Obamacare also imposed a tax on the most expensive insurance plans, and though the tax does not take effect until 2018, employers have already started shopping around to avoid its bite. “Companies hoping to avoid the tax,” reported the New York Times last spring, “are beginning to scale back the more generous health benefits they have traditionally offered and to look harder for ways to bring down the overall cost of care.”
The most dramatic change underfoot is an entrepreneurial wave encouraged in sundry ways by Obamacare. The law encourages the creation of Accountable Care Organizations—doctors who band together and get paid based on their patients’ medical outcomes rather than on how many tests and procedures they perform. As Bloomberg News reported in June, “Hospitals are improving care and saving millions of dollars with one of the least touted but potentially most effective provisions of the law.” Walgreens is making a huge investment in its own ACOs, and the consulting firm Accenture predicts the law will continue to prompt an explosion of walk-in clinics. The significant increase in doctors and hospitals converting to electronic medical records and other technological innovations has helped create “a new marketplace and platform for innovation—a health-care Silicon Valley,” as an awed Thomas Friedman reported.

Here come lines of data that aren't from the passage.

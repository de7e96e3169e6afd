use crate::module::{probe, PlatformModule};
use crate::resolver::FieldResolver;
use async_trait::async_trait;
use ethereum_types::Address;
use mintpilot_core::{
    error::Result, traits::ChainClient, ContractSnapshot, FeeModel, PlatformTag, TokenStandard,
};

/// Leilão holandês / curva de preço decrescente
///
/// Detectado pelo par `startPrice()` + `endPrice()`. O preço vigente
/// vem de `currentPrice()`; na ausência dele, `startPrice()` serve de
/// teto conservador (nunca se paga menos que o preço corrente real).
pub struct DutchAuctionPlatform;

impl DutchAuctionPlatform {
    pub fn new() -> Self {
        Self
    }
}

impl Default for DutchAuctionPlatform {
    fn default() -> Self {
        Self::new()
    }
}

#[async_trait]
impl PlatformModule for DutchAuctionPlatform {
    fn name(&self) -> &'static str {
        "dutch-auction"
    }

    fn tag(&self) -> PlatformTag {
        PlatformTag::DutchAuction
    }

    async fn detect(&self, client: &dyn ChainClient, address: Address) -> bool {
        let (start, end) = tokio::join!(
            probe(client, address, "startPrice()"),
            probe(client, address, "endPrice()"),
        );
        start && end
    }

    async fn analyze(
        &self,
        client: &dyn ChainClient,
        address: Address,
        chain_id: u64,
    ) -> Result<ContractSnapshot> {
        let resolver = FieldResolver::new(client, address);
        let (current, start, is_active, name, total_supply, max_supply, max_per_wallet) =
            tokio::join!(
                resolver.first_success_uint_opt(&["currentPrice()", "getCurrentPrice()"]),
                resolver.uint_or("startPrice()", Default::default()),
                resolver.is_active(),
                resolver.string_opt("name()"),
                resolver.uint_opt("totalSupply()"),
                resolver.uint_opt("maxSupply()"),
                resolver.wallet_limit(),
            );

        Ok(ContractSnapshot {
            address,
            chain_id,
            platform: PlatformTag::DutchAuction,
            token_standard: TokenStandard::Erc721,
            mint_function_signature: "mint(uint256)".to_string(),
            mint_price_per_token: current.unwrap_or(start),
            protocol_fee: Default::default(),
            creator_fee: Default::default(),
            fee_model: FeeModel::Flat,
            is_active,
            name,
            total_supply,
            max_supply,
            max_per_wallet,
            router_address: None,
        })
    }
}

All these reforms have added up to a revolution in modern medical economics. Health-care inflation since 2011 has fallen to its lowest level in half a century. The Congressional Budget Office estimates of Obamacare’s costs, widely derided at the time of its passage as too optimistic, have thus far proven too pessimistic. The agency has already cut $600 billion off the expected ten-year spending total for Medicare and Medicaid. If the reforms continue to bear fruit, costs will come in even lower.

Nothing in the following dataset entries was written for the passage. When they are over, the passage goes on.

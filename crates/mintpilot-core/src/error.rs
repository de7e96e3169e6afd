use thiserror::Error;

/// Erros comuns da biblioteca Mintpilot
///
/// Falhas de detecção e de leitura de campos individuais nunca aparecem
/// aqui: são absorvidas na origem e viram valores default. Apenas erros
/// de simulação, execução e configuração chegam ao chamador.
#[derive(Error, Debug)]
pub enum Error {
    /// Erro de comunicação com o node Ethereum
    #[error("Erro de RPC: {0}")]
    RpcError(String),

    /// Chamada revertida; carrega os bytes crus do payload de revert
    #[error("Execução revertida ({} bytes de payload)", data.len())]
    Revert { data: Vec<u8> },

    /// Erro de decodificação de dados
    #[error("Erro de decodificação: {0}")]
    DecodeError(String),

    /// Erro de codificação de dados
    #[error("Erro de codificação: {0}")]
    EncodeError(String),

    /// Simulação (dry-run) da transação de mint falhou; a mensagem já
    /// contém o motivo decodificado e eventuais dicas
    #[error("Simulação falhou: {0}")]
    SimulationError(String),

    /// Estimativa de gas falhou; tratada como aviso pelo builder
    #[error("Falha na estimativa de gas: {0}")]
    GasEstimationError(String),

    /// Falha no envio da transação (assinatura, rede, saldo)
    #[error("Falha na execução: {0}")]
    ExecutionError(String),

    /// Transação minerada porém revertida; gas foi gasto
    #[error("Transação minerada porém revertida no bloco {block}")]
    ReceiptRevert { block: u64 },

    /// Plataforma forçada inexistente ou sessão de monitoramento duplicada
    #[error("Erro de configuração: {0}")]
    ConfigurationError(String),

    /// Recurso não encontrado
    #[error("Não encontrado: {0}")]
    NotFound(String),

    /// Erro genérico
    #[error("{0}")]
    Other(String),
}

/// Tipo de resultado usado em toda a biblioteca
pub type Result<T> = std::result::Result<T, Error>;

And health experts increasingly expect the reforms will bear fruit. “The ongoing slowdown in the health-care growth rate defies historical post-recession patterns and is likely to be sustained,” concluded PricewaterhouseCoopers in June. “It appears that the reforms will stick and health-care exchanges and other policies will bring competitive pressure to markets,” says Randall Ellis, a professor of health-care economics. “Although the proof for this point of view is not yet definitive,” reports the Health Affairs blog, “the depth and breadth of change suggest that significant transformation in the nation’s delivery system is under way.” Among health-care wonks, this is no longer a controversial assertion: The evidence thus far suggests Obamacare’s cost reforms are a staggering success.